• **TASK TO COMPLETE**:
Entries must be copied exactly, with nothing left out.

*** RECORDS TO USE Section Begins ***

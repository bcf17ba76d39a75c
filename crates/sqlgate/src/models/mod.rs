pub mod query_envelope;
pub mod result;
pub mod schema;
pub mod verdict;

pub use query_envelope::{
    QUERY_ENVELOPE_SCHEMA_VERSION, QueryEnvelope, QueryEnvelopeCommandFailure, QueryEnvelopeError,
    QueryEnvelopeMeta, QueryEnvelopeWarning,
};
pub use result::{Cell, ChartDataValidation, QueryResult, ResultValidation, Row};
pub use schema::{ColumnSchema, DatabaseSchema, json_schema};
pub use verdict::{InvalidColumn, SchemaValidationResult, ValidationResult};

*** RECORDS TO USE Section Ends ***

• **RESPONSE BELOW**:
repository bcf17ba76d39a75c
filename crates/sqlgate/src/models/mod.rs
pub mod query_envelope;
pub mod result;
pub mod schema;
pub mod verdict;

pub use query_envelope::{
    QUERY_ENVELOPE_SCHEMA_VERSION, QueryEnvelope, QueryEnvelopeCommandFailure, QueryEnvelopeError,
    QueryEnvelopeMeta, QueryEnvelopeWarning,
};
pub use result::{Cell, ChartDataValidation, QueryResult, ResultValidation, Row};
pub use schema::{ColumnSchema, DatabaseSchema, json_schema};
pub use verdict::{InvalidColumn, SchemaValidationResult, ValidationResult};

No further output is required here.